**Your instructions**
Write out once more the lines running from the top of the entries below to the line with "pub fn connected_components(&self)", both ends included.

**Data extracts**
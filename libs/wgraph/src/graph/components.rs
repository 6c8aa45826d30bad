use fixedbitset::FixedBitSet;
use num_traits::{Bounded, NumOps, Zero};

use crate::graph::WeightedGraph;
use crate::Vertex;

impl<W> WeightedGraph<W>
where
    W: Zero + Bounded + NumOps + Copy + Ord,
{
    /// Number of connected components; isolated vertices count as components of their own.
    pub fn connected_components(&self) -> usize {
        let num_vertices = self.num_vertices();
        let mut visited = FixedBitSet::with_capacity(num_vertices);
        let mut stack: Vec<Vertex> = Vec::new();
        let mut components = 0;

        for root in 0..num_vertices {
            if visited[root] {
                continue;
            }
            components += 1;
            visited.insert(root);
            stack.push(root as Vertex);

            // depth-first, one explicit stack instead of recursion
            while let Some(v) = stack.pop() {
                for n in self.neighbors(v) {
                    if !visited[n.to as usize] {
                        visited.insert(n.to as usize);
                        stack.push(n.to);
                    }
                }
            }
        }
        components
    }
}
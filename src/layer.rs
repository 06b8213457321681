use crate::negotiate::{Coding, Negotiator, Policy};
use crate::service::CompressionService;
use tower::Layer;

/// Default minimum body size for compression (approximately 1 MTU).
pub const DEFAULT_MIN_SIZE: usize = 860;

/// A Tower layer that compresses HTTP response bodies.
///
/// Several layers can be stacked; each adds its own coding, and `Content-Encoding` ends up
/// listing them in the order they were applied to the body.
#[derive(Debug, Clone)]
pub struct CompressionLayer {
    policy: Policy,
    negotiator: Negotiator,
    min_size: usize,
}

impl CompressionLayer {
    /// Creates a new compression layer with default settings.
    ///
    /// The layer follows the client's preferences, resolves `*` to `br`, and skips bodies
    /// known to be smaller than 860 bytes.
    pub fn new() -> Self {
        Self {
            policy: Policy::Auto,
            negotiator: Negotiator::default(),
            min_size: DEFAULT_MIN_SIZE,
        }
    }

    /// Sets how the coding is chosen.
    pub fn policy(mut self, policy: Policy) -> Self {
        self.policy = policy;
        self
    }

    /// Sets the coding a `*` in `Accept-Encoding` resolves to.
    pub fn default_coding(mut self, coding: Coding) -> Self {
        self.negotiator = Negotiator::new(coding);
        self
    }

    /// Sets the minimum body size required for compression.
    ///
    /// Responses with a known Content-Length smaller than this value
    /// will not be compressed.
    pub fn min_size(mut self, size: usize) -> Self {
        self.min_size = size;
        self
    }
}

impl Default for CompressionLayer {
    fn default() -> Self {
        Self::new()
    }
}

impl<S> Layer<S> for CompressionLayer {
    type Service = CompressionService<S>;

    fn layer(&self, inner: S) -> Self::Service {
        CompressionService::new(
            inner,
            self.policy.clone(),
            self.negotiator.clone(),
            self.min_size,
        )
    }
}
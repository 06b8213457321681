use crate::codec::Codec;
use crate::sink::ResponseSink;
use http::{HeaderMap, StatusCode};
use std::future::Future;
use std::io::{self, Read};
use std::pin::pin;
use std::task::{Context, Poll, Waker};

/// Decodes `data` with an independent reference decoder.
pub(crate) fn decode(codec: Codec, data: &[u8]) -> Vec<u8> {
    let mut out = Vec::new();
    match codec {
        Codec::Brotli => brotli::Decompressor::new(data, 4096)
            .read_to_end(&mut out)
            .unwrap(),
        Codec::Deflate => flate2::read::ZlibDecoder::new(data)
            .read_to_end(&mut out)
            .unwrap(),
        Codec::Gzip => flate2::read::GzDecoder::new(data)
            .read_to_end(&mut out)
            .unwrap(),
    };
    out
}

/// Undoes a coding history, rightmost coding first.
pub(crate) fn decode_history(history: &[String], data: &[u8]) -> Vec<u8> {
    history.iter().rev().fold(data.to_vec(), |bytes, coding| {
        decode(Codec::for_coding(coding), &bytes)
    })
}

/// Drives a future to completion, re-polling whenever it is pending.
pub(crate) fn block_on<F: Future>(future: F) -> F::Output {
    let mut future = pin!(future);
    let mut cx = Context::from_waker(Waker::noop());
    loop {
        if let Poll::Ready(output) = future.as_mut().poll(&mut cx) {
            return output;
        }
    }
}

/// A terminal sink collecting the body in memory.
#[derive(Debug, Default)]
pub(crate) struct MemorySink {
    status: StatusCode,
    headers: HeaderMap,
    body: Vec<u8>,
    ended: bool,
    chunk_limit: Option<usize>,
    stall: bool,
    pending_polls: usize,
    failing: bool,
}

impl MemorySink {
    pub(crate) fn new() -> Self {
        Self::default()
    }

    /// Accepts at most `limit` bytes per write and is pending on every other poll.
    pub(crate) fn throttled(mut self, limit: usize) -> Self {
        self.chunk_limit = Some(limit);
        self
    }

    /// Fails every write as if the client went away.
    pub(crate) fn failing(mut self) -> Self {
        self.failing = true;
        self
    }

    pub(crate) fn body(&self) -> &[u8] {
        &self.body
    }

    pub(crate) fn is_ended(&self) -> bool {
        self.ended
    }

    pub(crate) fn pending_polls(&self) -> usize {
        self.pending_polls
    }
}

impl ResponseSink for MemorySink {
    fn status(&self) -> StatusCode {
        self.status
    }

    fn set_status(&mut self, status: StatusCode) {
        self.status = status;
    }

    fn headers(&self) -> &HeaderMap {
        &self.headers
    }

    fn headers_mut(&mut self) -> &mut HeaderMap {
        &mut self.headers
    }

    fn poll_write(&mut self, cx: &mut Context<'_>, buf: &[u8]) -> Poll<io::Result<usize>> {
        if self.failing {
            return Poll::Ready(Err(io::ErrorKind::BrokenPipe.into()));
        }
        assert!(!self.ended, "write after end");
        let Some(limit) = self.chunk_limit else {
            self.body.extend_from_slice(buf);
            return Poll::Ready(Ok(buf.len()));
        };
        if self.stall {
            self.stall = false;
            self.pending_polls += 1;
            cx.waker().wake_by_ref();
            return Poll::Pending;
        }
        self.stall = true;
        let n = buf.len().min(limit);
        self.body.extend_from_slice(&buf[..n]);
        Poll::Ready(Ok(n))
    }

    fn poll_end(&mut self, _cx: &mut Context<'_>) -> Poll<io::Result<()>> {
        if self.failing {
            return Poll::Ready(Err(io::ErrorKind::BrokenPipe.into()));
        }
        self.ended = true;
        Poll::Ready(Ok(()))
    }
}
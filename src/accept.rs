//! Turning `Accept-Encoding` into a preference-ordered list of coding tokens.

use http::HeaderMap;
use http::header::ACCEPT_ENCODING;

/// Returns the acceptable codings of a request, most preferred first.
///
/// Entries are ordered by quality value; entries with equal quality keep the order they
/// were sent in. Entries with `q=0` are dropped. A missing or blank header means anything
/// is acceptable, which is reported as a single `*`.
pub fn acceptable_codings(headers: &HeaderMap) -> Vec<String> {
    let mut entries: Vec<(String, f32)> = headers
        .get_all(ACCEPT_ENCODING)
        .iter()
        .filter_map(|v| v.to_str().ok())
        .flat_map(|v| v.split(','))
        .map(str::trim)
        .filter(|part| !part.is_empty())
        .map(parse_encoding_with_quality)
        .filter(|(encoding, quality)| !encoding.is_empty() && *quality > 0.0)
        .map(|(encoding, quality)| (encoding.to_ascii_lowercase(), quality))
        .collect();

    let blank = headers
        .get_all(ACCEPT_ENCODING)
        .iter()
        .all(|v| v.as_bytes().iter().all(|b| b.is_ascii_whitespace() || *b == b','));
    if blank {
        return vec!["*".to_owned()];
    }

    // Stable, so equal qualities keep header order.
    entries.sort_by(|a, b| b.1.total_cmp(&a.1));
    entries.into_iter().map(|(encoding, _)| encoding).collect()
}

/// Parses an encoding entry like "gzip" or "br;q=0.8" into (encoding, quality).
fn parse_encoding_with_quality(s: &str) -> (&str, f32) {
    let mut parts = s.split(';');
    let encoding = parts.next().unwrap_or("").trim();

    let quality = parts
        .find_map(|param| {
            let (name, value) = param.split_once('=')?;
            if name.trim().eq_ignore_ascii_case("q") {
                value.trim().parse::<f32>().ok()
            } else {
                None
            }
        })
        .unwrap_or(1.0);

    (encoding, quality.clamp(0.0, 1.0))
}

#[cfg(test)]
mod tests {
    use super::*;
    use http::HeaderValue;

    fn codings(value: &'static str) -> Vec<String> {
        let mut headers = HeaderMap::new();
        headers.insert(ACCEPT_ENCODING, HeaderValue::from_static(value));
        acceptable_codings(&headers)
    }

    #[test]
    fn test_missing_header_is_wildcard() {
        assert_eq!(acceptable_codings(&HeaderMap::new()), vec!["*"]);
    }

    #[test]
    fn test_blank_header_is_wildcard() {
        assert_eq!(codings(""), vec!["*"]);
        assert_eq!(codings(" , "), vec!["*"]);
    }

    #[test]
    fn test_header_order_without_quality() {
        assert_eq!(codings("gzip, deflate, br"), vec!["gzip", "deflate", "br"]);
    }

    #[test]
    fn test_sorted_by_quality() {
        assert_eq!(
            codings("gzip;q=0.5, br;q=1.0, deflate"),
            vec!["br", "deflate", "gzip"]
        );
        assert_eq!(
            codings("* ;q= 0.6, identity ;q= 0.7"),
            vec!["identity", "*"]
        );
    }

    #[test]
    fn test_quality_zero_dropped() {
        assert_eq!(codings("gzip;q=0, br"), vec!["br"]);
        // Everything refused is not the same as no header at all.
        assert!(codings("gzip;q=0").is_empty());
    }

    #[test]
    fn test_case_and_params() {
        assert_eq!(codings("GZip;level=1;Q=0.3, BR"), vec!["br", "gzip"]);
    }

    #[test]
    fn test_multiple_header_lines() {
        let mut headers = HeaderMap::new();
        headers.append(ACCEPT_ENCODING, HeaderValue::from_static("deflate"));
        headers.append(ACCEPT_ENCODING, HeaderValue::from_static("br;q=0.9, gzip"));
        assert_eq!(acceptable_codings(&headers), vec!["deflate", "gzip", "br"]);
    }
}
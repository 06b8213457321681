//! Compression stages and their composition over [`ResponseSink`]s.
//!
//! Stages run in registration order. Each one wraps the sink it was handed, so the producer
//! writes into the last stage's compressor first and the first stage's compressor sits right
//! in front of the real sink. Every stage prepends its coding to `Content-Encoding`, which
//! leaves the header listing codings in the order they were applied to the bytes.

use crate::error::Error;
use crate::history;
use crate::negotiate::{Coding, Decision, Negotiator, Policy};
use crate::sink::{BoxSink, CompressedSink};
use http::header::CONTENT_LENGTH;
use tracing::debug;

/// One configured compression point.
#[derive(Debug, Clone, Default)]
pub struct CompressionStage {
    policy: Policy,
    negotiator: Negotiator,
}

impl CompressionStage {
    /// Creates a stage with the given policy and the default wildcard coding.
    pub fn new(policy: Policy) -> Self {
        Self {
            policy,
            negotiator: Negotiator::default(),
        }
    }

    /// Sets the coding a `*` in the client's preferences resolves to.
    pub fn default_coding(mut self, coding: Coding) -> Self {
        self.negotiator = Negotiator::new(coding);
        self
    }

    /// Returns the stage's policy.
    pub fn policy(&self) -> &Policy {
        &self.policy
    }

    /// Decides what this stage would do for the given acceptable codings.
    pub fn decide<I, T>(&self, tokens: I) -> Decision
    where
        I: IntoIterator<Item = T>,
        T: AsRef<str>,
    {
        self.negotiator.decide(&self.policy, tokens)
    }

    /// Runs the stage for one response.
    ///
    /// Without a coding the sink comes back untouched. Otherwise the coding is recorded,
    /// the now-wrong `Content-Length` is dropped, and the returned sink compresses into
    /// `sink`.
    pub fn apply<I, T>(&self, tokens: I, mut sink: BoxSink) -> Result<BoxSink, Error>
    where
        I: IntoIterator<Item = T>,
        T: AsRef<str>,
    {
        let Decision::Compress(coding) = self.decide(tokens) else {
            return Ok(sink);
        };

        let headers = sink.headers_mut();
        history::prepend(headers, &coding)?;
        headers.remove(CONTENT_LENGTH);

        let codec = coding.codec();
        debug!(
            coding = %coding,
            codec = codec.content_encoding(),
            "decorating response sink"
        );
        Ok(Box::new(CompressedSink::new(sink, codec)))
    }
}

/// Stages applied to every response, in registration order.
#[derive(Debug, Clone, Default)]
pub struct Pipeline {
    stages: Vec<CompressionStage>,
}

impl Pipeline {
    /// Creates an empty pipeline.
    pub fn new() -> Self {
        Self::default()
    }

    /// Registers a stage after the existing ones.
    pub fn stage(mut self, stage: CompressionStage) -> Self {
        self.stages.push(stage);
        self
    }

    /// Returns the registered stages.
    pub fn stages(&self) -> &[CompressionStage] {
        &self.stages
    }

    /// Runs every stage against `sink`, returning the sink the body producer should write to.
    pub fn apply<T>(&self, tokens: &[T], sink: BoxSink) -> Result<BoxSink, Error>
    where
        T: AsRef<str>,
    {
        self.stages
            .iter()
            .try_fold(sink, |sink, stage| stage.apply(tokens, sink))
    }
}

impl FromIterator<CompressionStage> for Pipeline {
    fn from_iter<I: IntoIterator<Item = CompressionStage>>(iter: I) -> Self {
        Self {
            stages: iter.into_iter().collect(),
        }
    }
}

**Result of the exercise**
filename libs/wgraph/src/graph/components.rs
repository 6c8aa45826d30bad
use fixedbitset::FixedBitSet;
use num_traits::{Bounded, NumOps, Zero};

use crate::graph::WeightedGraph;
use crate::Vertex;

impl<W> WeightedGraph<W>
where
    W: Zero + Bounded + NumOps + Copy + Ord,
{
    /// Number of connected components; isolated vertices count as components of their own.
    pub fn connected_components(&self) -> usize {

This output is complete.